Simple log file analysis

Today I did a bit of simple log file analysis against the Portal’s Apache log file. Specifically, I wanted to extract the queries people have been using.

Naturally, I wrote a program to do this work — parse.pl. It is rather brain-dead and certainly not 100 percent accurate, but it goes generate a report of some value.

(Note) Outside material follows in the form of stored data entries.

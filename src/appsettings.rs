use std::{path::PathBuf, time::Duration};

use config::{Config, ConfigError, Environment, File};
use serde::Deserialize;
use sipsweet_storage::ConflictPolicy;

#[derive(Deserialize, Debug)]
pub struct TelegramSettings {
    pub token: String,
}

#[derive(Deserialize, Debug)]
pub struct TriggerSettings {
    pub check_interval_secs: u64,
}

impl TriggerSettings {
    pub fn check_interval(&self) -> Duration {
        Duration::from_secs(self.check_interval_secs)
    }
}

#[derive(Deserialize, Debug)]
pub struct StorageSettings {
    pub data_dir: PathBuf,
    pub sync_interval_secs: u64,
    #[serde(default)]
    pub conflict_policy: ConflictPolicy,
}

impl StorageSettings {
    pub fn sync_interval(&self) -> Duration {
        Duration::from_secs(self.sync_interval_secs)
    }
}

#[derive(Deserialize, Debug)]
pub struct AppSettings {
    pub telegram: TelegramSettings,
    pub trigger: TriggerSettings,
    pub storage: StorageSettings,
}

impl AppSettings {
    pub fn load() -> Result<Self, ConfigError> {
        let settings = Config::builder()
            .add_source(File::with_name("appsettings").required(true))
            .add_source(File::with_name("appsettings.local").required(false))
            .add_source(
                Environment::with_prefix("APP")
                    .prefix_separator("_")
                    .separator("__"),
            )
            .build()?;

        Self::from_config(settings)
    }

    /// Deserializes and rejects periods `tokio::time::interval` cannot tick at.
    pub fn from_config(config: Config) -> Result<Self, ConfigError> {
        let settings: Self = config.try_deserialize()?;

        if settings.trigger.check_interval_secs == 0 {
            return Err(ConfigError::Message(
                "trigger.check_interval_secs must be greater than zero".to_owned(),
            ));
        }

        if settings.storage.sync_interval_secs == 0 {
            return Err(ConfigError::Message(
                "storage.sync_interval_secs must be greater than zero".to_owned(),
            ));
        }

        Ok(settings)
    }
}
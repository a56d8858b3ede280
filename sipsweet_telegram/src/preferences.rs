//! Commands that change user settings.
//!
//! Every change goes through [`SettingsService::update`]. Validation and
//! parse failures are replied to the user instead of failing the handler.

use chrono::{DateTime, Utc};
use sipsweet_models::{
    chrono_tz::Tz,
    settings::{ReminderSettings, UserSettings},
    theme::{FlowerType, Nickname},
    time_of_day::TimeOfDay,
    user::UserId,
};
use sipsweet_storage::{SettingsError, SettingsService};

use crate::{NOT_REGISTERED, text};

const DND_USAGE: &str = "Use /dnd 22:00 07:00 to set quiet hours, or /dnd off.";

#[derive(Debug, Clone, Copy, PartialEq, Eq)]
pub(crate) enum DndChange {
    Off,
    On,
    Window { start: TimeOfDay, end: TimeOfDay },
}

impl DndChange {
    pub(crate) fn parse(arg: &str) -> Result<Self, String> {
        let parts = arg.split_whitespace().collect::<Vec<_>>();

        match parts.as_slice() {
            [toggle] if toggle.eq_ignore_ascii_case("off") => Ok(Self::Off),
            [toggle] if toggle.eq_ignore_ascii_case("on") => Ok(Self::On),
            [start, end] => Ok(Self::Window {
                start: start.parse::<TimeOfDay>().map_err(|err| format!("{err}. {DND_USAGE}"))?,
                end: end.parse::<TimeOfDay>().map_err(|err| format!("{err}. {DND_USAGE}"))?,
            }),
            _ => Err(DND_USAGE.to_owned()),
        }
    }

    fn apply(self, reminder: &mut ReminderSettings) {
        match self {
            DndChange::Off => reminder.dnd_enabled = false,
            DndChange::On => {
                // Turning quiet hours back on without bounds restores the default window.
                let defaults = ReminderSettings::default();
                reminder.dnd_enabled = true;
                if reminder.dnd_start.is_none() || reminder.dnd_end.is_none() {
                    reminder.dnd_start = defaults.dnd_start;
                    reminder.dnd_end = defaults.dnd_end;
                }
            }
            DndChange::Window { start, end } => {
                *reminder = ReminderSettings::with_dnd(reminder.interval_minutes, start, end);
            }
        }
    }
}

pub(crate) async fn show(user_id: UserId, settings: &SettingsService) -> anyhow::Result<String> {
    Ok(match settings.get(user_id).await? {
        Some(user_settings) => text::settings_text(&user_settings),
        None => NOT_REGISTERED.to_owned(),
    })
}

pub(crate) async fn set_interval(
    user_id: UserId,
    minutes: u32,
    now: DateTime<Utc>,
    settings: &SettingsService,
) -> anyhow::Result<String> {
    apply(user_id, now, settings, |s| s.reminder.interval_minutes = minutes).await
}

pub(crate) async fn set_goal(
    user_id: UserId,
    goal_ml: u32,
    now: DateTime<Utc>,
    settings: &SettingsService,
) -> anyhow::Result<String> {
    apply(user_id, now, settings, |s| s.daily_goal_ml = goal_ml).await
}

pub(crate) async fn set_dnd(
    user_id: UserId,
    arg: &str,
    now: DateTime<Utc>,
    settings: &SettingsService,
) -> anyhow::Result<String> {
    match DndChange::parse(arg) {
        Ok(change) => apply(user_id, now, settings, |s| change.apply(&mut s.reminder)).await,
        Err(usage) => Ok(usage),
    }
}

pub(crate) async fn set_timezone(
    user_id: UserId,
    arg: &str,
    now: DateTime<Utc>,
    settings: &SettingsService,
) -> anyhow::Result<String> {
    let Ok(timezone) = arg.trim().parse::<Tz>() else {
        return Ok(format!(
            "Unknown time zone {:?}, use a name like Europe/Berlin",
            arg.trim()
        ));
    };

    apply(user_id, now, settings, |s| s.timezone = timezone).await
}

pub(crate) async fn set_nickname(
    user_id: UserId,
    arg: &str,
    now: DateTime<Utc>,
    settings: &SettingsService,
) -> anyhow::Result<String> {
    match arg.parse::<Nickname>() {
        Ok(nickname) => apply(user_id, now, settings, |s| s.nickname = nickname).await,
        Err(err) => Ok(err.to_string()),
    }
}

pub(crate) async fn set_flower(
    user_id: UserId,
    arg: &str,
    now: DateTime<Utc>,
    settings: &SettingsService,
) -> anyhow::Result<String> {
    match arg.parse::<FlowerType>() {
        Ok(flower) => apply(user_id, now, settings, |s| s.flower = flower).await,
        Err(err) => Ok(err.to_string()),
    }
}

async fn apply<F>(
    user_id: UserId,
    now: DateTime<Utc>,
    settings: &SettingsService,
    mutate: F,
) -> anyhow::Result<String>
where
    F: FnOnce(&mut UserSettings) + Send,
{
    match settings.update(user_id, now, mutate).await {
        Ok(updated) => Ok(format!(
            "Saved {}\n{}",
            updated.flower.emoji(),
            text::settings_text(&updated)
        )),
        Err(SettingsError::Validation(err)) => Ok(err.to_string()),
        Err(SettingsError::UnknownUser(_)) => Ok(NOT_REGISTERED.to_owned()),
        Err(err) => Err(err.into()),
    }
}
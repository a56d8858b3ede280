
use chrono::{DateTime, TimeZone, Utc};

pub(crate) fn utc(y: i32, m: u32, d: u32, h: u32, min: u32) -> DateTime<Utc> {
    Utc.with_ymd_and_hms(y, m, d, h, min, 0).unwrap()
}
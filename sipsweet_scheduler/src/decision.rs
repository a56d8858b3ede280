use chrono::{DateTime, TimeZone, Utc};
use serde::{Deserialize, Serialize};
use sipsweet_models::{intake::IntakeEvent, settings::ReminderSettings};

use crate::{dnd::should_send_notification, next_eligible::next_eligible_instant};

#[derive(Debug, Clone, Copy, PartialEq, Eq, Serialize, Deserialize)]
#[serde(rename_all = "camelCase")]
pub struct ReminderDecision {
    pub should_send: bool,
    pub next_eligible_instant: DateTime<Utc>,
    /// The interval has elapsed but the DND window suppresses the reminder.
    pub blocked_by_dnd: bool,
}

/// Latest sip among `events` that happened on the local date of `now`.
pub fn last_sip_today<Tz: TimeZone>(
    events: &[IntakeEvent],
    now: &DateTime<Tz>,
) -> Option<DateTime<Utc>> {
    let tz = now.timezone();
    let today = now.date_naive();

    events
        .iter()
        .filter(|event| event.local_date(&tz) == today)
        .map(|event| event.timestamp)
        .max()
}

/// Instant the reminder interval is measured from: the later of today's last
/// sip and the last reminder that was actually sent.
pub fn reminder_anchor<Tz: TimeZone>(
    today_events: &[IntakeEvent],
    last_sent: Option<DateTime<Utc>>,
    now: &DateTime<Tz>,
) -> Option<DateTime<Utc>> {
    last_sip_today(today_events, now).max(last_sent)
}

pub fn evaluate<Tz: TimeZone>(
    settings: &ReminderSettings,
    today_events: &[IntakeEvent],
    now: &DateTime<Tz>,
) -> ReminderDecision {
    decide(settings, last_sip_today(today_events, now), now)
}

/// Decision for an already known anchor, e.g. the later of the last sip and
/// the last reminder that was actually sent.
pub fn decide<Tz: TimeZone>(
    settings: &ReminderSettings,
    last_activity: Option<DateTime<Utc>>,
    now: &DateTime<Tz>,
) -> ReminderDecision {
    let now_utc = now.with_timezone(&Utc);
    let elapsed_ok = last_activity.is_none_or(|last| now_utc - last >= settings.interval());
    let dnd_ok = should_send_notification(settings, now);

    ReminderDecision {
        should_send: elapsed_ok && dnd_ok,
        next_eligible_instant: next_eligible_instant(settings, last_activity, now),
        blocked_by_dnd: elapsed_ok && !dnd_ok,
    }
}
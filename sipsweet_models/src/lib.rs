pub mod error;
pub mod format;
pub mod intake;
pub mod progress;
pub mod settings;
pub mod theme;
pub mod time_of_day;
pub mod user;

pub use chrono;
pub use chrono_tz;

#[cfg(test)]
mod tests;
//! OpenAI-compatible chat completions provider (Groq, OpenAI).

use crate::client::{http_client, transport_error, LlmClient, LlmRequest, LlmResponse, LlmUsage};
use reqwest::header::{HeaderMap, HeaderValue, AUTHORIZATION};
use serde::{Deserialize, Serialize};
use std::time::Duration;
use storyloom_core::{AppError, AppResult};

/// Groq's OpenAI-compatible base URL.
pub const GROQ_BASE_URL: &str = "https://api.groq.com/openai/v1";

/// OpenAI base URL.
pub const OPENAI_BASE_URL: &str = "https://api.openai.com/v1";

#[derive(Debug, Serialize)]
struct ChatRequest<'a> {
    model: &'a str,
    messages: Vec<ChatMessage<'a>>,
    #[serde(skip_serializing_if = "Option::is_none")]
    temperature: Option<f32>,
    #[serde(skip_serializing_if = "Option::is_none")]
    max_tokens: Option<u32>,
}

#[derive(Debug, Serialize)]
struct ChatMessage<'a> {
    role: &'static str,
    content: &'a str,
}

#[derive(Debug, Deserialize)]
struct ChatResponse {
    #[serde(default)]
    model: String,
    choices: Vec<ChatChoice>,
    #[serde(default)]
    usage: Option<ChatUsage>,
}

#[derive(Debug, Deserialize)]
struct ChatChoice {
    message: ChatChoiceMessage,
}

#[derive(Debug, Deserialize)]
struct ChatChoiceMessage {
    #[serde(default)]
    content: Option<String>,
}

#[derive(Debug, Deserialize)]
struct ChatUsage {
    #[serde(default)]
    prompt_tokens: u32,
    #[serde(default)]
    completion_tokens: u32,
}

/// Client for any endpoint speaking the OpenAI chat completions protocol.
pub struct OpenAiCompatibleClient {
    provider: String,
    base_url: String,
    api_key: String,
    timeout: Duration,
    client: reqwest::Client,
}

impl OpenAiCompatibleClient {
    /// Create a client. `provider` is only used for logs and error messages.
    pub fn new(
        provider: impl Into<String>,
        base_url: impl Into<String>,
        api_key: impl Into<String>,
        timeout: Duration,
    ) -> AppResult<Self> {
        Ok(Self {
            provider: provider.into(),
            base_url: base_url.into().trim_end_matches('/').to_string(),
            api_key: api_key.into(),
            timeout,
            client: http_client(timeout)?,
        })
    }

    fn to_chat_request<'a>(&self, request: &'a LlmRequest) -> ChatRequest<'a> {
        let mut messages = Vec::with_capacity(2);
        if let Some(ref system) = request.system {
            messages.push(ChatMessage {
                role: "system",
                content: system,
            });
        }
        messages.push(ChatMessage {
            role: "user",
            content: &request.prompt,
        });

        ChatRequest {
            model: &request.model,
            messages,
            temperature: request.temperature,
            max_tokens: request.max_tokens,
        }
    }

    fn headers(&self) -> AppResult<HeaderMap> {
        let mut headers = HeaderMap::new();
        let auth = format!("Bearer {}", self.api_key.trim());
        headers.insert(
            AUTHORIZATION,
            HeaderValue::from_str(&auth).map_err(|_| {
                AppError::Config(format!("Invalid API key for provider '{}'", self.provider))
            })?,
        );
        Ok(headers)
    }

    fn convert_response(&self, request: &LlmRequest, response: ChatResponse) -> AppResult<LlmResponse> {
        let content = response
            .choices
            .into_iter()
            .find_map(|choice| choice.message.content)
            .ok_or_else(|| {
                AppError::Generation(format!("{} returned no completion choices", self.provider))
            })?;

        let usage = response
            .usage
            .map(|u| LlmUsage::new(u.prompt_tokens, u.completion_tokens))
            .unwrap_or_default();

        let model = if response.model.is_empty() {
            request.model.clone()
        } else {
            response.model
        };

        Ok(LlmResponse {
            content,
            model,
            usage,
        })
    }
}

#[async_trait::async_trait]
impl LlmClient for OpenAiCompatibleClient {
    fn provider_name(&self) -> &str {
        &self.provider
    }

    async fn complete(&self, request: &LlmRequest) -> AppResult<LlmResponse> {
        tracing::info!(provider = %self.provider, model = %request.model, "Sending chat completion request");

        let url = format!("{}/chat/completions", self.base_url);

        let response = self
            .client
            .post(&url)
            .headers(self.headers()?)
            .json(&self.to_chat_request(request))
            .send()
            .await
            .map_err(|e| transport_error(&self.provider, self.timeout, e))?;

        if !response.status().is_success() {
            let status = response.status();
            let text = response
                .text()
                .await
                .unwrap_or_else(|_| "<body unavailable>".to_string());
            return Err(AppError::Generation(format!(
                "{} returned {}: {}",
                self.provider, status, text
            )));
        }

        let parsed: ChatResponse = response
            .json()
            .await
            .map_err(|e| transport_error(&self.provider, self.timeout, e))?;

        self.convert_response(request, parsed)
    }
}

#[cfg(test)]
mod tests {
    use super::*;

    fn client() -> OpenAiCompatibleClient {
        OpenAiCompatibleClient::new("groq", GROQ_BASE_URL, "test-key", Duration::from_secs(60))
            .unwrap()
    }

    #[test]
    fn test_chat_request_with_system() {
        let request = LlmRequest::new("A dragon story", "llama3-8b-8192")
            .with_system("You are a storyteller")
            .with_temperature(0.5)
            .with_max_tokens(500);

        let json = serde_json::to_value(client().to_chat_request(&request)).unwrap();
        assert_eq!(json["messages"][0]["role"], "system");
        assert_eq!(json["messages"][1]["role"], "user");
        assert_eq!(json["messages"][1]["content"], "A dragon story");
        assert_eq!(json["max_tokens"], 500);
    }

    #[test]
    fn test_chat_request_without_system() {
        let request = LlmRequest::new("prompt", "model");
        let json = serde_json::to_value(client().to_chat_request(&request)).unwrap();
        assert_eq!(json["messages"].as_array().unwrap().len(), 1);
        assert!(json.get("temperature").is_none());
    }

    #[test]
    fn test_convert_response() {
        let raw = r#"{
            "model": "llama3-8b-8192",
            "choices": [{"message": {"role": "assistant", "content": "The end."}}],
            "usage": {"prompt_tokens": 20, "completion_tokens": 3, "total_tokens": 23}
        }"#;
        let parsed: ChatResponse = serde_json::from_str(raw).unwrap();
        let request = LlmRequest::new("p", "llama3-8b-8192");
        let response = client().convert_response(&request, parsed).unwrap();
        assert_eq!(response.content, "The end.");
        assert_eq!(response.usage.total_tokens, 23);
    }

    #[test]
    fn test_convert_response_without_choices() {
        let parsed: ChatResponse = serde_json::from_str(r#"{"choices": []}"#).unwrap();
        let request = LlmRequest::new("p", "m");
        let result = client().convert_response(&request, parsed);
        assert!(matches!(result, Err(AppError::Generation(_))));
    }

    #[test]
    fn test_authorization_header() {
        let headers = client().headers().unwrap();
        assert_eq!(headers[AUTHORIZATION], "Bearer test-key");
    }
}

In the end, the Portal was queried approximately 18,000 from September to December in 2010. The report itself lists the top 100 queries and the number of times they were searched. The top 5 and the number of searches are:

  1. Meditations (1462)
  2. Cardinal virtues (918)
  3. Newman, John Henry 1801-1890 (349)
  4. Apostles (192)
  5. Theological virtues (184)

The report also lists each query searched only once. Here’s a random sample:

“Christian saints Algeria Hippo (Extinct city) Biography.” * “Christopher Hollis” * “De rege et regis institutione” * “DeAndreis, John A. 1920-1979” * “John Pearson (bishop)” * “John Pearson (cricketer)” * “John R. Cavanaugh” * “John R. Ryan” * “John Richard Parker” * “John Robert * Church year sermons Early works to 1800 * Church year sermons Early works to 1800 Indexes. * Self-esteem * Self-evaluation. * Seminary * Senigallia * Sermons, Chinese * Sermons, English * Sermons, German Early works to 1800 * pontificalia * portavoz * portrait * postmodernity * worldview * wrestling * yellow fever * younger * zill

I think the value of 18,000 queries is high. I will have to investigate that. Based on the queries, I believe most people are browsing the system and not necessarily entring specific queries. Why do I think this? Well, who puts in all of that syntax when searching?